(Brief):
The answer should match the records character for character.

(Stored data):
^^^^

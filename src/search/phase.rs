use std::fmt;
use std::sync::Arc;

use crate::search::results::SearchResults;

/// Observable state of a deep search
#[derive(Debug, Clone, Default, PartialEq)]
pub enum SearchPhase {
    #[default]
    Idle,
    Typing,
    PreviewSearching {
        session_count: usize,
    },
    PreviewCompleted {
        match_count: usize,
        searched_sessions: usize,
        has_more_sessions: bool,
    },
    FullSearching {
        scanned_events: u64,
        total_estimated_events: u64,
        match_count: usize,
    },
    Completed {
        total_matches: usize,
        searched_sessions: usize,
    },
    Cancelled,
    Failed {
        message: String,
    },
    TooManyResults {
        current_count: u64,
        limit: u64,
    },
}

impl SearchPhase {
    /// A query is outstanding in this phase
    pub fn is_running(&self) -> bool {
        matches!(
            self,
            SearchPhase::PreviewSearching { .. } | SearchPhase::FullSearching { .. }
        )
    }

    /// No further transition happens without a new search
    pub fn is_terminal(&self) -> bool {
        matches!(
            self,
            SearchPhase::Completed { .. }
                | SearchPhase::Cancelled
                | SearchPhase::Failed { .. }
                | SearchPhase::TooManyResults { .. }
        )
    }

    pub fn name(&self) -> &'static str {
        match self {
            SearchPhase::Idle => "idle",
            SearchPhase::Typing => "typing",
            SearchPhase::PreviewSearching { .. } => "preview_searching",
            SearchPhase::PreviewCompleted { .. } => "preview_completed",
            SearchPhase::FullSearching { .. } => "full_searching",
            SearchPhase::Completed { .. } => "completed",
            SearchPhase::Cancelled => "cancelled",
            SearchPhase::Failed { .. } => "failed",
            SearchPhase::TooManyResults { .. } => "too_many_results",
        }
    }

    /// Full-search progress in `0.0..`; may exceed 1.0 when estimates are stale
    pub fn progress(&self) -> Option<f64> {
        match self {
            SearchPhase::FullSearching {
                scanned_events,
                total_estimated_events,
                ..
            } if *total_estimated_events > 0 => {
                Some(*scanned_events as f64 / *total_estimated_events as f64)
            }
            _ => None,
        }
    }
}

impl fmt::Display for SearchPhase {
    fn fmt(&self, f: &mut fmt::Formatter<'_>) -> fmt::Result {
        match self {
            SearchPhase::PreviewSearching { session_count } => {
                write!(f, "searching {} recent sessions", session_count)
            }
            SearchPhase::PreviewCompleted {
                match_count,
                searched_sessions,
                has_more_sessions,
            } => {
                write!(f, "{} matches in {} sessions", match_count, searched_sessions)?;
                if *has_more_sessions {
                    f.write_str(", more sessions available")?;
                }
                Ok(())
            }
            SearchPhase::FullSearching {
                scanned_events,
                total_estimated_events,
                match_count,
            } => write!(
                f,
                "scanned {}/{} events, {} matches",
                scanned_events, total_estimated_events, match_count
            ),
            SearchPhase::Completed {
                total_matches,
                searched_sessions,
            } => write!(
                f,
                "{} matches in {} sessions",
                total_matches, searched_sessions
            ),
            SearchPhase::Failed { message } => write!(f, "failed: {}", message),
            SearchPhase::TooManyResults {
                current_count,
                limit,
            } => write!(f, "too many results: {} (limit {})", current_count, limit),
            other => f.write_str(other.name()),
        }
    }
}

/// One emitted transition together with the visible result set
#[derive(Debug, Clone)]
pub struct SearchUpdate {
    pub generation: u64,
    pub phase: SearchPhase,
    pub results: Arc<SearchResults>,
}

#[cfg(test)]
mod tests {
    use super::*;

    #[test]
    fn test_running_and_terminal_are_disjoint() {
        let phases = [
            SearchPhase::Idle,
            SearchPhase::Typing,
            SearchPhase::PreviewSearching { session_count: 3 },
            SearchPhase::FullSearching {
                scanned_events: 0,
                total_estimated_events: 10,
                match_count: 0,
            },
            SearchPhase::Cancelled,
            SearchPhase::Failed {
                message: "x".into(),
            },
        ];
        for phase in phases {
            assert!(!(phase.is_running() && phase.is_terminal()), "{:?}", phase);
        }
        assert!(!SearchPhase::Idle.is_running());
        assert!(SearchPhase::Cancelled.is_terminal());
    }

    #[test]
    fn test_progress_can_exceed_one() {
        let phase = SearchPhase::FullSearching {
            scanned_events: 300,
            total_estimated_events: 200,
            match_count: 1,
        };
        assert_eq!(phase.progress(), Some(1.5));
        assert_eq!(SearchPhase::Idle.progress(), None);
    }
}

^^^^

(Reply):
filename src/search/phase.rs
use std::fmt;
use std::sync::Arc;

use crate::search::results::SearchResults;

/// Observable state of a deep search
#[derive(Debug, Clone, Default, PartialEq)]
pub enum SearchPhase {
    #[default]
    Idle,
    Typing,
    PreviewSearching {
        session_count: usize,
    },
    PreviewCompleted {
        match_count: usize,
        searched_sessions: usize,
        has_more_sessions: bool,
    },
    FullSearching {
        scanned_events: u64,
        total_estimated_events: u64,
        match_count: usize,
    },
    Completed {
        total_matches: usize,
        searched_sessions: usize,
    },
    Cancelled,
    Failed {
        message: String,
    },
    TooManyResults {
        current_count: u64,
        limit: u64,
    },
}

impl SearchPhase {
    /// A query is outstanding in this phase
    pub fn is_running(&self) -> bool {
        matches!(
            self,
            SearchPhase::PreviewSearching { .. } | SearchPhase::FullSearching { .. }
        )
    }

    /// No further transition happens without a new search
    pub fn is_terminal(&self) -> bool {
        matches!(
            self,
            SearchPhase::Completed { .. }
                | SearchPhase::Cancelled
                | SearchPhase::Failed { .. }
                | SearchPhase::TooManyResults { .. }
        )
    }

    pub fn name(&self) -> &'static str {
        match self {
            SearchPhase::Idle => "idle",
            SearchPhase::Typing => "typing",
            SearchPhase::PreviewSearching { .. } => "preview_searching",
            SearchPhase::PreviewCompleted { .. } => "preview_completed",
            SearchPhase::FullSearching { .. } => "full_searching",
            SearchPhase::Completed { .. } => "completed",
            SearchPhase::Cancelled => "cancelled",
            SearchPhase::Failed { .. } => "failed",
            SearchPhase::TooManyResults { .. } => "too_many_results",
        }
    }

    /// Full-search progress in `0.0..`; may exceed 1.0 when estimates are stale
    pub fn progress(&self) -> Option<f64> {
        match self {
            SearchPhase::FullSearching {
                scanned_events,
                total_estimated_events,
                ..
            } if *total_estimated_events > 0 => {
                Some(*scanned_events as f64 / *total_estimated_events as f64)
            }
            _ => None,
        }
    }
}

impl fmt::Display for SearchPhase {
    fn fmt(&self, f: &mut fmt::Formatter<'_>) -> fmt::Result {
        match self {
            SearchPhase::PreviewSearching { session_count } => {
                write!(f, "searching {} recent sessions", session_count)
            }
            SearchPhase::PreviewCompleted {
                match_count,
                searched_sessions,
                has_more_sessions,
            } => {
                write!(f, "{} matches in {} sessions", match_count, searched_sessions)?;
                if *has_more_sessions {
                    f.write_str(", more sessions available")?;
                }
                Ok(())
            }
            SearchPhase::FullSearching {
                scanned_events,
                total_estimated_events,
                match_count,
            } => write!(
                f,
                "scanned {}/{} events, {} matches",
                scanned_events, total_estimated_events, match_count
            ),
            SearchPhase::Completed {
                total_matches,
                searched_sessions,
            } => write!(
                f,
                "{} matches in {} sessions",
                total_matches, searched_sessions
            ),
            SearchPhase::Failed { message } => write!(f, "failed: {}", message),
            SearchPhase::TooManyResults {
                current_count,
                limit,
            } => write!(f, "too many results: {} (limit {})", current_count, limit),
            other => f.write_str(other.name()),
        }
    }
}

/// One emitted transition together with the visible result set
#[derive(Debug, Clone)]
pub struct SearchUpdate {
    pub generation: u64,
    pub phase: SearchPhase,
    pub results: Arc<SearchResults>,
}

#[cfg(test)]
mod tests {
    use super::*;

    #[test]
    fn test_running_and_terminal_are_disjoint() {
        let phases = [
            SearchPhase::Idle,
            SearchPhase::Typing,
            SearchPhase::PreviewSearching { session_count: 3 },
            SearchPhase::FullSearching {
                scanned_events: 0,
                total_estimated_events: 10,
                match_count: 0,
            },
            SearchPhase::Cancelled,
            SearchPhase::Failed {
                message: "x".into(),
            },
        ];
        for phase in phases {
            assert!(!(phase.is_running() && phase.is_terminal()), "{:?}", phase);
        }
        assert!(!SearchPhase::Idle.is_running());
        assert!(SearchPhase::Cancelled.is_terminal());
    }

    #[test]
    fn test_progress_can_exceed_one() {
        let phase = SearchPhase::FullSearching {
            scanned_events: 300,
            total_estimated_events: 200,
            match_count: 1,
        };
        assert_eq!(phase.progress(), Some(1.5));
        assert_eq!(SearchPhase::Idle.progress(), None);
    }
}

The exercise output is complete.